The future reserves programme is a bold change programme. It will make defence more flexible and able to deal with the changing demands placed upon it. I say this to the House: the plan is working.

I thank the Minister for responding. No matter how he dresses up the figures, the latest recruitment figures for the Army Reserve show that the trained strength has fallen between April 2013 and October of this year. If one was being charitable, one would say that Government plans to replace 20,000 regulars with 30,000 reservists are struggling to say the least. Those of us who have opposed those plans have questioned the resulting capability gap as 20,000 regulars have been shown the door and the false economies that will loom as the Government are forced to throw more money at failing plans.

Let us be absolutely honest about this: these plans have been in a state of flux from the beginning. The 2010 strategic defence and security review showed haste and little strategic overlay. In 2011, the then Defence Secretary stated that he would keep the regulars in order to check that the reservist plan was working and to recruit those reservists. In 2012, that plan was changed, and the regulars were allowed to leave before we had recruited any reservists. Meanwhile, the start line keeps getting changed. We talk about “one year in”, but we are actually 18 months into this plan and there has been no acknowledgement from the Government. We now have this sorry state of affairs where 20,000 experienced troops have left, including some from my own battalion the 2nd Battalion of the Royal Regiment of Fusiliers, and we are now recruiting—even if one puts the most optimistic spin on these figures—at a rate of seven reservists a month. If we are to meet our deadline and targets, we need to be recruiting nearer 250 a month. Let us not forget that we are 18 months into the plan.

The Public Accounts Committee has condemned the plan. It said that the plan has put anticipated savings at risk

“and is not delivering value for money.”

The National Audit office was critical, saying:

“There are significant risks to value for money which are currently not well understood by the Department or the Army.”

It has even been said that these plans have been put on the Treasury’s watch list.

I have a series of questions for the Minister. There have been extra costs: £10,000 given to ex-regulars to join the reserves,£300 to the civvies, £500 to the employee reservist per calendar month, pension liabilities, and the IT fiasco. How much extra are these plans now costing over and above the original estimate?

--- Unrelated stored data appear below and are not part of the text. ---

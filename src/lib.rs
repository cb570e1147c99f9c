//! LeafWise Library
//!
//! Maize leaf disease scanning: a persistent keyed cache over a durable
//! key-value store, a bounded most-recent-first scan history built on it,
//! and a client for the AI analysis backend.

pub mod cache;
pub mod classify;
pub mod cli;
pub mod history;
pub mod store;
//! Integration tests for the scan history over the file-backed store
//!
//! Exercises the full stack (ledger, cache cell, shared store, file
//! backend) the way the application uses it: record scans, reload in a new
//! "session", and observe changes from a second context.

use std::sync::Arc;
use tempfile::TempDir;

use leafwise::cache::Environment;
use leafwise::classify::Prediction;
use leafwise::history::{HistoryLedger, ScanRecord, MAX_SCANS};
use leafwise::store::{FileStore, SharedStore};

fn prediction(name: &str, confidence: f64) -> Prediction {
    Prediction {
        disease_name: name.to_string(),
        confidence,
        description: format!("{} detected", name),
        solutions: vec!["Apply fungicide".to_string()],
        preventive_measures: vec!["Rotate crops".to_string()],
    }
}

fn ledger_in(dir: &TempDir) -> HistoryLedger {
    let store = SharedStore::new(FileStore::with_dir(dir.path().to_path_buf()));
    HistoryLedger::new(store, Environment::Interactive)
}

#[test]
fn test_history_round_trips_across_sessions() {
    let temp_dir = TempDir::new().expect("Failed to create temp directory");

    let first_session = ledger_in(&temp_dir);
    first_session
        .record_scan("leaf-a.jpg", prediction("Leaf Blight", 0.95))
        .expect("Scan should be recorded");
    first_session
        .record_scan("leaf-b.jpg", prediction("Healthy", 0.40))
        .expect("Scan should be recorded");
    let before = first_session.current();
    drop(first_session);

    // Simulated reload: a fresh ledger over the same directory
    let second_session = ledger_in(&temp_dir);
    let after = second_session.current();

    assert_eq!(after, before, "History must survive a reload deep-equal");
    assert_eq!(after[0].disease_name, "Healthy");
    assert_eq!(after[1].disease_name, "Leaf Blight");
}

#[test]
fn test_capacity_bound_holds_across_sessions() {
    let temp_dir = TempDir::new().expect("Failed to create temp directory");

    {
        let session = ledger_in(&temp_dir);
        for i in 0..15 {
            session.append(ScanRecord::new(
                format!("leaf-{}.jpg", i),
                prediction(&format!("Disease {}", i), 0.5),
            ));
        }
    }
    {
        let session = ledger_in(&temp_dir);
        for i in 15..25 {
            session.append(ScanRecord::new(
                format!("leaf-{}.jpg", i),
                prediction(&format!("Disease {}", i), 0.5),
            ));
        }
    }

    let session = ledger_in(&temp_dir);
    let history = session.current();
    assert_eq!(history.len(), MAX_SCANS);
    assert_eq!(history[0].disease_name, "Disease 24");
    assert_eq!(history[MAX_SCANS - 1].disease_name, "Disease 5");
}

#[test]
fn test_two_contexts_on_one_store_converge() {
    let temp_dir = TempDir::new().expect("Failed to create temp directory");
    let store = SharedStore::new(FileStore::with_dir(temp_dir.path().to_path_buf()));

    let tab_a = HistoryLedger::new(Arc::clone(&store), Environment::Interactive);
    let tab_b = HistoryLedger::new(store, Environment::Interactive);

    tab_a
        .record_scan("leaf.jpg", prediction("Common Rust", 0.88))
        .expect("Scan should be recorded");

    // tab B observes the append without any explicit re-read
    let seen = tab_b.current();
    assert_eq!(seen.len(), 1);
    assert_eq!(seen[0].disease_name, "Common Rust");

    tab_b.clear();
    assert!(tab_a.current().is_empty(), "Clear propagates back to tab A");
}

#[test]
fn test_sentinel_never_persisted() {
    let temp_dir = TempDir::new().expect("Failed to create temp directory");

    {
        let session = ledger_in(&temp_dir);
        session
            .record_scan("leaf.jpg", prediction("Leaf Blight", 0.95))
            .expect("Scan should be recorded");
        assert!(session
            .record_scan("leaf.jpg", Prediction::analysis_error("backend down"))
            .is_none());
    }

    let session = ledger_in(&temp_dir);
    let history = session.current();
    assert_eq!(history.len(), 1);
    assert!(history.iter().all(|r| !r.prediction.is_analysis_error()));
}

#[test]
fn test_corrupt_history_file_degrades_to_empty() {
    let temp_dir = TempDir::new().expect("Failed to create temp directory");
    std::fs::write(temp_dir.path().join("scanHistory.json"), "{definitely not json")
        .expect("Should write corrupt file");

    let session = ledger_in(&temp_dir);

    assert!(
        session.current().is_empty(),
        "Corrupt persisted history falls back to the default"
    );

    // And the ledger still works from there
    session
        .record_scan("leaf.jpg", prediction("Gray Leaf Spot", 0.72))
        .expect("Scan should be recorded");
    assert_eq!(session.current().len(), 1);
}
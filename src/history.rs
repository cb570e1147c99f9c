//! Scan history ledger
//!
//! Maintains the bounded, most-recent-first list of scan records on top of
//! the persistent cache. The ledger enforces the capacity bound on every
//! mutation and guards against recording failed classifications.

use chrono::{Local, SecondsFormat, Utc};
use serde::{Deserialize, Serialize};
use std::sync::atomic::{AtomicU64, Ordering};
use std::sync::Arc;

use crate::cache::{Environment, PersistentCell, SubscriptionId};
use crate::classify::Prediction;
use crate::store::SharedStore;

/// Store key the history is persisted under
pub const HISTORY_KEY: &str = "scanHistory";

/// Maximum number of records the history retains
pub const MAX_SCANS: usize = 20;

/// Distinguishes records created within the same millisecond
static RECORD_SEQ: AtomicU64 = AtomicU64::new(0);

/// One completed scan in the history
///
/// Immutable once created; it leaves the history only through capacity
/// eviction or an explicit clear. Serialized camelCase, matching the
/// persisted layout (`id`/`date`/`imageUrl`/`diseaseName`/`confidence`/
/// `prediction`).
#[derive(Debug, Clone, PartialEq, Serialize, Deserialize)]
#[serde(rename_all = "camelCase")]
pub struct ScanRecord {
    /// Unique identifier, timestamp-derived with a sequence suffix
    pub id: String,
    /// Date the scan was performed
    pub date: String,
    /// Reference to the scanned image (URL or data URI)
    pub image_url: String,
    /// Predicted disease name, duplicated from the prediction for display
    pub disease_name: String,
    /// Confidence score in [0, 1], duplicated from the prediction
    pub confidence: f64,
    /// The full classifier output
    pub prediction: Prediction,
}

impl ScanRecord {
    /// Builds a record for a completed scan.
    ///
    /// The id combines an RFC 3339 timestamp with a process-local sequence
    /// number, so rapid successive scans within one millisecond still get
    /// distinct ids.
    pub fn new(image_url: impl Into<String>, prediction: Prediction) -> Self {
        let seq = RECORD_SEQ.fetch_add(1, Ordering::Relaxed);
        let id = format!(
            "{}-{}",
            Utc::now().to_rfc3339_opts(SecondsFormat::Millis, true),
            seq
        );
        Self {
            id,
            date: Local::now().format("%Y-%m-%d").to_string(),
            image_url: image_url.into(),
            disease_name: prediction.disease_name.clone(),
            confidence: prediction.confidence,
            prediction,
        }
    }
}

/// Bounded, most-recent-first scan history over the persistent cache
///
/// After any mutation the history holds at most [`MAX_SCANS`] records, the
/// newest first. Appends from two contexts can race at the store with
/// last-write-wins semantics; one append can be lost. That weak consistency
/// is deliberate, there is no cross-context lock.
pub struct HistoryLedger {
    cell: PersistentCell<Vec<ScanRecord>>,
}

impl HistoryLedger {
    /// Creates a ledger over the given store, loading any persisted history.
    pub fn new(store: Arc<SharedStore>, environment: Environment) -> Self {
        Self {
            cell: PersistentCell::new(store, HISTORY_KEY, Vec::new(), environment),
        }
    }

    /// Prepends a record and trims the history to [`MAX_SCANS`] entries.
    ///
    /// Record fields are not validated here; their validity is the
    /// classifier's responsibility.
    pub fn append(&self, record: ScanRecord) {
        self.cell.update(|history| {
            let mut next = Vec::with_capacity((history.len() + 1).min(MAX_SCANS));
            next.push(record.clone());
            next.extend(history.iter().take(MAX_SCANS - 1).cloned());
            next
        });
    }

    /// Discards all records. Safe to call on an empty history.
    pub fn clear(&self) {
        self.cell.set(Vec::new());
    }

    /// Returns the current history, newest first.
    pub fn current(&self) -> Vec<ScanRecord> {
        self.cell.get()
    }

    /// Records a completed scan, unless the prediction is the in-band
    /// failure sentinel.
    ///
    /// Returns the appended record, or `None` (history untouched) when the
    /// classifier reported an analysis error.
    pub fn record_scan(
        &self,
        image_url: impl Into<String>,
        prediction: Prediction,
    ) -> Option<ScanRecord> {
        if prediction.is_analysis_error() {
            return None;
        }
        let record = ScanRecord::new(image_url, prediction);
        self.append(record.clone());
        Some(record)
    }

    /// Registers an observer called after every history change, local or
    /// external.
    pub fn subscribe(
        &self,
        f: impl Fn(&Vec<ScanRecord>) + Send + Sync + 'static,
    ) -> SubscriptionId {
        self.cell.subscribe(f)
    }

    /// Removes a previously registered observer.
    pub fn unsubscribe(&self, id: SubscriptionId) {
        self.cell.unsubscribe(id);
    }

    /// Re-reads the persisted history once, for contexts whose store became
    /// reachable after construction or to converge with another process.
    pub fn rehydrate(&self) {
        self.cell.rehydrate();
    }
}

Secondly, how big are our capability gaps? Can the Minister guarantee that there will be no operational fall-out from these plans and tell us what assessment has been made? Finally, in this increasingly uncertain world, surely the time has come for a fundamental reappraisal of the need for stronger defence. Trying to get our defence on the cheap is not the right approach. We should now start recruiting regulars to the Army to bring up the trained strength of the Regular Army to at least 100,000. I look forward to hearing the Minister’s response.

I am grateful to my hon. and gallant Friend for his thoughts. Let us be clear on the numbers. The Chief of the General Staff, the professional head of the Army, said to the Defence Committee on 5 November:

“Already, at the six-month point, we have got to 2,100”—

he was talking about new recruits to the reserves—

“and it is my sense that we will increase the numbers beyond the target in this year…It is not something that will be solved overnight, because we have had the last 10 or 15 years when we have not invested in the Reserve in the way that we are now investing in the Reserve.”

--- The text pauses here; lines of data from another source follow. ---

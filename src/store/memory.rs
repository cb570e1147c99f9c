//! In-memory store backend
//!
//! Used by headless execution contexts, as a fallback when no durable
//! location exists, and in tests that simulate several contexts over one
//! shared store.

use parking_lot::Mutex;
use std::collections::HashMap;

use super::{StorageBackend, StoreError};

/// Volatile store backend holding values in a map
///
/// Never fails; contents are lost when the process exits.
#[derive(Debug, Default)]
pub struct MemoryStore {
    entries: Mutex<HashMap<String, String>>,
}

impl MemoryStore {
    /// Creates an empty in-memory store.
    pub fn new() -> Self {
        Self::default()
    }
}

impl StorageBackend for MemoryStore {
    fn load(&self, key: &str) -> Result<Option<String>, StoreError> {
        Ok(self.entries.lock().get(key).cloned())
    }

    fn save(&self, key: &str, value: &str) -> Result<(), StoreError> {
        self.entries.lock().insert(key.to_string(), value.to_string());
        Ok(())
    }

    fn remove(&self, key: &str) -> Result<(), StoreError> {
        self.entries.lock().remove(key);
        Ok(())
    }
}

The point—I have tried to explain this to my hon. and gallant Friend a number of times—is that we had a very long period of decline and neglect. In setting up a new system that for the first time for a decade re-established proper medical checks and proper fitness checks, started to collate the numbers properly and so on, we had some glitches, which have been widely discussed. Most of the improvements we made have happened only in the past few months. In the last quarter, we recruited almost twice as many people as in the equivalent quarter last year. I am grateful to him for his continuing interest in the subject, but may I recommend that he does what almost every single unit I have visited recommends and visits some reserve units to discover the exciting things that are going on?

The Army Reserve has expanded by just 20 troops in the past year—20, not the 30,000 personnel promised by the Prime Minister. Capita is being paid £50 million a year to assist in recruitment, meaning that each new net recruit costs taxpayers £2.5 million. That does not include the millions spent on online and other advertising campaigns. The Minister is failing so badly, two years after the policy was announced, that the upper age limit for recruitment is now to be raised, even though, from his reply to the question, one would not think that anything had changed.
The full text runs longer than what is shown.